Table 2 Summary table for dorsal nerve cord defect of DD/VD neurons in mutants.

Full size table

Filamin-A is involved in Sema3A signalling

Next we examined the interaction of mammalian CRMPs and Filamin-A. Human Filamin-A was co-immunoprecipitated with CRMP1, CRMP3 or CRMP4 from the transfected HEK293T cells (Fig. 3a). The lower expression of CRMP5 in the same condition made it impossible to confirm CRMP5–Filamin-A interaction. As CRMP1 is co-localized with actin cytoskeleton in the neurons¹⁵ and CRMP1 is involved in Sema3A signalling^10,11, we hereafter focused on clarifying the interaction between CRMP1 and Filamin-A. Co-immunoprecipitation of CRMP1 with Filamin-A from the rat E20 brain confirmed the in vivo interaction (Fig. 3b).
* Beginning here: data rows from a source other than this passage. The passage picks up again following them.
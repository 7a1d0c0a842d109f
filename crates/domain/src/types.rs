// Copyright (C) 2026 Fred Clausen
// Use of this source code is governed by an MIT-style
// license that can be found in the LICENSE file or at
// https://opensource.org/licenses/MIT.

use crate::error::DomainError;
use serde::{Deserialize, Serialize};
use std::str::FromStr;
use time::Time;
use time::format_description::BorrowedFormatItem;
use time::macros::format_description;

/// Wall-clock format used for weekly availability windows.
const TIME_OF_DAY_FORMAT: &[BorrowedFormatItem<'static>] = format_description!("[hour]:[minute]");

/// The role a user holds.
///
/// `Admin` is a capability override for administrative operations. It does
/// not grant building access for booking; that still requires an assignment.
#[derive(Debug, Clone, Copy, PartialEq, Eq, Hash, Serialize, Deserialize, Default)]
#[serde(rename_all = "SCREAMING_SNAKE_CASE")]
pub enum Role {
    /// Manages buildings, rooms and users across the whole system.
    Admin,
    /// Regular user scoped to assigned buildings.
    #[default]
    User,
}

impl Role {
    /// Converts this role to its stored string representation.
    #[must_use]
    pub const fn as_str(&self) -> &'static str {
        match self {
            Self::Admin => "ADMIN",
            Self::User => "USER",
        }
    }

    /// Returns whether this role carries the administrative override.
    #[must_use]
    pub const fn is_admin(&self) -> bool {
        matches!(self, Self::Admin)
    }
}

impl FromStr for Role {
    type Err = DomainError;

    fn from_str(s: &str) -> Result<Self, Self::Err> {
        match s {
            "ADMIN" => Ok(Self::Admin),
            "USER" => Ok(Self::User),
            _ => Err(DomainError::InvalidRole(s.to_string())),
        }
    }
}

impl std::fmt::Display for Role {
    fn fmt(&self, f: &mut std::fmt::Formatter<'_>) -> std::fmt::Result {
        write!(f, "{}", self.as_str())
    }
}

/// The lifecycle state of a reservation.
///
/// Successful bookings are created directly as `Confirmed`. Removal is a hard
/// delete, so no transition into `Cancelled` exists; rows carrying it (for
/// example from an import) are stored but never block a booking.
#[derive(Debug, Clone, Copy, PartialEq, Eq, Hash, Serialize, Deserialize, Default)]
#[serde(rename_all = "SCREAMING_SNAKE_CASE")]
pub enum ReservationState {
    /// Awaiting approval. Still blocks the room.
    Pending,
    /// Booked.
    #[default]
    Confirmed,
    /// Released. Ignored by conflict detection.
    Cancelled,
}

impl ReservationState {
    /// Converts this state to its stored string representation.
    #[must_use]
    pub const fn as_str(&self) -> &'static str {
        match self {
            Self::Pending => "PENDING",
            Self::Confirmed => "CONFIRMED",
            Self::Cancelled => "CANCELLED",
        }
    }

    /// Returns whether a reservation in this state occupies its room.
    #[must_use]
    pub const fn is_active(&self) -> bool {
        matches!(self, Self::Pending | Self::Confirmed)
    }

    /// The stored representations of every active state.
    #[must_use]
    pub const fn active_states() -> [&'static str; 2] {
        [Self::Pending.as_str(), Self::Confirmed.as_str()]
    }
}

impl FromStr for ReservationState {
    type Err = DomainError;

    fn from_str(s: &str) -> Result<Self, Self::Err> {
        match s {
            "PENDING" => Ok(Self::Pending),
            "CONFIRMED" => Ok(Self::Confirmed),
            "CANCELLED" => Ok(Self::Cancelled),
            _ => Err(DomainError::InvalidReservationState(s.to_string())),
        }
    }
}

impl std::fmt::Display for ReservationState {
    fn fmt(&self, f: &mut std::fmt::Formatter<'_>) -> std::fmt::Result {
        write!(f, "{}", self.as_str())
    }
}

/// A four digit sign-in credential.
#[derive(Debug, Clone, PartialEq, Eq, Hash, Serialize, Deserialize)]
pub struct Pin(String);

impl Pin {
    /// Number of digits in a PIN.
    pub const LENGTH: usize = 4;
    /// Smallest PIN handed out by the generator.
    pub const MIN_GENERATED: u16 = 1000;
    /// Largest PIN handed out by the generator.
    pub const MAX_GENERATED: u16 = 9999;

    /// Creates a PIN after checking its shape.
    ///
    /// # Arguments
    ///
    /// * `value` - The candidate PIN
    ///
    /// # Errors
    ///
    /// Returns an error unless `value` is exactly four ASCII digits.
    pub fn new(value: &str) -> Result<Self, DomainError> {
        if value.len() != Self::LENGTH || !value.bytes().all(|b| b.is_ascii_digit()) {
            return Err(DomainError::InvalidPin(String::from(
                "PIN must be exactly 4 digits",
            )));
        }
        Ok(Self(value.to_string()))
    }

    /// Builds a PIN from a number in the generator range.
    ///
    /// # Errors
    ///
    /// Returns an error if `number` is outside `1000..=9999`.
    pub fn from_number(number: u16) -> Result<Self, DomainError> {
        if !(Self::MIN_GENERATED..=Self::MAX_GENERATED).contains(&number) {
            return Err(DomainError::InvalidPin(format!(
                "{number} is outside {}..={}",
                Self::MIN_GENERATED,
                Self::MAX_GENERATED
            )));
        }
        Ok(Self(number.to_string()))
    }

    /// Returns the PIN digits.
    #[must_use]
    pub fn value(&self) -> &str {
        &self.0
    }
}

/// A recurring weekly availability window for a room.
///
/// Windows are display metadata. Bookings outside them are not rejected.
#[derive(Debug, Clone, Copy, PartialEq, Eq, Hash)]
pub struct WeeklyWindow {
    /// Day of the week, 0 = Sunday through 6 = Saturday.
    day_of_week: u8,
    /// Opening time (inclusive).
    start: Time,
    /// Closing time (exclusive).
    end: Time,
}

impl WeeklyWindow {
    /// Creates a weekly window.
    ///
    /// # Arguments
    ///
    /// * `day_of_week` - 0 (Sunday) through 6 (Saturday)
    /// * `start` - Opening time
    /// * `end` - Closing time, strictly after `start`
    ///
    /// # Errors
    ///
    /// Returns an error if the day is out of range or `start >= end`.
    pub fn new(day_of_week: u8, start: Time, end: Time) -> Result<Self, DomainError> {
        if day_of_week > 6 {
            return Err(DomainError::InvalidScheduleWindow(format!(
                "day of week {day_of_week} must be between 0 (Sunday) and 6 (Saturday)"
            )));
        }
        if start >= end {
            return Err(DomainError::InvalidScheduleWindow(format!(
                "opening time {} must be before closing time {}",
                format_time_of_day(start),
                format_time_of_day(end)
            )));
        }
        Ok(Self {
            day_of_week,
            start,
            end,
        })
    }

    /// Parses a window from `HH:MM` strings.
    ///
    /// # Errors
    ///
    /// Returns an error if either time fails to parse or the window is invalid.
    pub fn parse(day_of_week: u8, start: &str, end: &str) -> Result<Self, DomainError> {
        let start: Time = parse_time_of_day(start)?;
        let end: Time = parse_time_of_day(end)?;
        Self::new(day_of_week, start, end)
    }

    #[must_use]
    pub const fn day_of_week(&self) -> u8 {
        self.day_of_week
    }

    #[must_use]
    pub const fn start(&self) -> Time {
        self.start
    }

    #[must_use]
    pub const fn end(&self) -> Time {
        self.end
    }

    /// Opening time as `HH:MM`.
    #[must_use]
    pub fn start_str(&self) -> String {
        format_time_of_day(self.start)
    }

    /// Closing time as `HH:MM`.
    #[must_use]
    pub fn end_str(&self) -> String {
        format_time_of_day(self.end)
    }
}

/// Parses an `HH:MM` wall-clock time.
///
/// # Errors
///
/// Returns an error if the string is not a valid 24-hour time.
pub fn parse_time_of_day(value: &str) -> Result<Time, DomainError> {
    Time::parse(value, TIME_OF_DAY_FORMAT).map_err(|e| {
        DomainError::InvalidScheduleWindow(format!("'{value}' is not a valid HH:MM time: {e}"))
    })
}

fn format_time_of_day(value: Time) -> String {
    format!("{:02}:{:02}", value.hour(), value.minute())
}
Specificity of CRMP1–Filamin-A interaction was supported by the fact that GAPDH did not co-precipitate with Filamin-A (Supplementary Fig. 1). During the embryonic stages, CRMP1 is predominantly expressed in both the central and peripheral nervous systems, including DRG neurons³⁹. In situ hybridization revealed that Filamin-A mRNA was expressed in DRG neurons, specifically in neuronal cell bodies, sympathetic ganglia, motoneuron nuclei and the neuroepithelial layers (arrow) of the spinal cord in mouse E12 embryo (Fig. 3c). To assess the functional significance of the interaction between CRMP1 and Filamin-A in Sema3A signalling, the protein localization of Filamin-A, CRMP1 and F-actin in the DRG growth cones was further examined by immunostaining. Without Sema3A stimulation, confined co-localization of Filamin-A and CRMP1 was observed in the central domain of growth cones, while F-actin was localized in the peripheral region of the growth cones (Fig. 3d, upper panels). It appears that on the addition of Sema3A, CRMP1, Filamin-A and F-actin became co-localized (Fig. 3d, lower panels), whereas they were not in the absence of Sema3A. This suggests the functional linkage among these proteins. The co-localization of tubulin localization with the Filamin-A and CRMP1 was observed in the central domain of growth cones (Supplementary Fig. 2a). This co-localization increased slightly after Sema3A stimulation.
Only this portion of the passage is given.